Search the entries below for the string "free" and copy the lines that hold it.

*** Opening of Input data ***

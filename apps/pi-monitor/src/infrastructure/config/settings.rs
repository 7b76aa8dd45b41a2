//! Monitor Configuration Settings
//!
//! Configuration types for the monitor, loaded from environment variables.

use std::path::PathBuf;
use std::time::Duration;

/// HTTP server settings.
#[derive(Debug, Clone)]
pub struct ServerSettings {
    /// Interface to bind.
    pub host: String,
    /// HTTP port serving the stream, front-end and health endpoints.
    pub port: u16,
    /// Directory holding the web front-end.
    pub static_dir: PathBuf,
}

impl Default for ServerSettings {
    fn default() -> Self {
        Self {
            host: "0.0.0.0".to_string(),
            port: 8080,
            static_dir: PathBuf::from("web"),
        }
    }
}

/// Metric producer settings.
#[derive(Debug, Clone)]
pub struct ProducerSettings {
    /// Time between samples of each metric.
    pub interval: Duration,
    /// Maximum run time of a single metric command.
    pub command_timeout: Duration,
    /// Path or name of `vcgencmd`.
    pub vcgencmd: String,
    /// Path or name of `free`.
    pub free: String,
    /// Publish the viewer count as soon as it changes, not only on ticks.
    pub observers_eager: bool,
}

impl Default for ProducerSettings {
    fn default() -> Self {
        Self {
            interval: Duration::from_secs(1),
            command_timeout: Duration::from_secs(5),
            vcgencmd: "vcgencmd".to_string(),
            free: "free".to_string(),
            observers_eager: false,
        }
    }
}

/// Event broker settings.
#[derive(Debug, Clone, Copy)]
pub struct BrokerSettings {
    /// Events a session may have queued before further events are dropped.
    pub subscriber_capacity: usize,
}

impl Default for BrokerSettings {
    fn default() -> Self {
        Self {
            subscriber_capacity: 16,
        }
    }
}

/// Complete monitor configuration.
#[derive(Debug, Clone, Default)]
pub struct MonitorConfig {
    /// HTTP server settings.
    pub server: ServerSettings,
    /// Metric producer settings.
    pub producers: ProducerSettings,
    /// Event broker settings.
    pub broker: BrokerSettings,
}

impl MonitorConfig {
    /// Create configuration from environment variables.
    ///
    /// # Errors
    ///
    /// Returns an error if a value is present but out of range.
    pub fn from_env() -> Result<Self, ConfigError> {
        Self::from_lookup(|key| std::env::var(key).ok())
    }

    /// Create configuration from an arbitrary key lookup.
    ///
    /// Unparsable values fall back to their defaults.
    ///
    /// # Errors
    ///
    /// Returns an error if the interval, timeout or capacity is zero.
    pub fn from_lookup(lookup: impl Fn(&str) -> Option<String>) -> Result<Self, ConfigError> {
        let server_defaults = ServerSettings::default();
        let server = ServerSettings {
            host: lookup("PI_MONITOR_HOST")
                .filter(|v| !v.is_empty())
                .unwrap_or(server_defaults.host),
            port: parse_or(&lookup, "PI_MONITOR_PORT", server_defaults.port),
            static_dir: lookup("PI_MONITOR_STATIC_DIR")
                .filter(|v| !v.is_empty())
                .map_or(server_defaults.static_dir, PathBuf::from),
        };

        let producer_defaults = ProducerSettings::default();
        let producers = ProducerSettings {
            interval: parse_duration_millis(
                &lookup,
                "PI_MONITOR_SAMPLE_INTERVAL_MS",
                producer_defaults.interval,
            ),
            command_timeout: parse_duration_millis(
                &lookup,
                "PI_MONITOR_COMMAND_TIMEOUT_MS",
                producer_defaults.command_timeout,
            ),
            vcgencmd: lookup("PI_MONITOR_VCGENCMD")
                .filter(|v| !v.is_empty())
                .unwrap_or(producer_defaults.vcgencmd),
            free: lookup("PI_MONITOR_FREE")
                .filter(|v| !v.is_empty())
                .unwrap_or(producer_defaults.free),
            observers_eager: parse_or(
                &lookup,
                "PI_MONITOR_OBSERVERS_EAGER",
                producer_defaults.observers_eager,
            ),
        };

        let broker = BrokerSettings {
            subscriber_capacity: parse_or(
                &lookup,
                "PI_MONITOR_SUBSCRIBER_CAPACITY",
                BrokerSettings::default().subscriber_capacity,
            ),
        };

        let config = Self {
            server,
            producers,
            broker,
        };
        config.validate()?;
        Ok(config)
    }

    fn validate(&self) -> Result<(), ConfigError> {
        if self.producers.interval.is_zero() {
            return Err(ConfigError::InvalidValue {
                key: "PI_MONITOR_SAMPLE_INTERVAL_MS",
                reason: "must be greater than zero",
            });
        }
        if self.producers.command_timeout.is_zero() {
            return Err(ConfigError::InvalidValue {
                key: "PI_MONITOR_COMMAND_TIMEOUT_MS",
                reason: "must be greater than zero",
            });
        }
        if self.broker.subscriber_capacity == 0 {
            return Err(ConfigError::InvalidValue {
                key: "PI_MONITOR_SUBSCRIBER_CAPACITY",
                reason: "must be greater than zero",
            });
        }
        Ok(())
    }

    /// Address the HTTP server binds to.
    #[must_use]
    pub fn bind_addr(&self) -> String {
        format!("{}:{}", self.server.host, self.server.port)
    }
}

/// Configuration error.
#[derive(Debug, thiserror::Error)]
pub enum ConfigError {
    /// A value is present but not acceptable.
    #[error("invalid value for {key}: {reason}")]
    InvalidValue {
        /// Environment variable name.
        key: &'static str,
        /// What is wrong with it.
        reason: &'static str,
    },
}

fn parse_or<T: std::str::FromStr>(
    lookup: &impl Fn(&str) -> Option<String>,
    key: &str,
    default: T,
) -> T {
    lookup(key)
        .and_then(|v| v.trim().parse().ok())
        .unwrap_or(default)
}

fn parse_duration_millis(
    lookup: &impl Fn(&str) -> Option<String>,
    key: &str,
    default: Duration,
) -> Duration {
    lookup(key)
        .and_then(|v| v.trim().parse::<u64>().ok())
        .map_or(default, Duration::from_millis)
}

*** Close of Input data ***

Completed exercise —
    /// Path or name of `free`.
    pub free: String,
            free: "free".to_string(),
            free: lookup("PI_MONITOR_FREE")
                .unwrap_or(producer_defaults.free),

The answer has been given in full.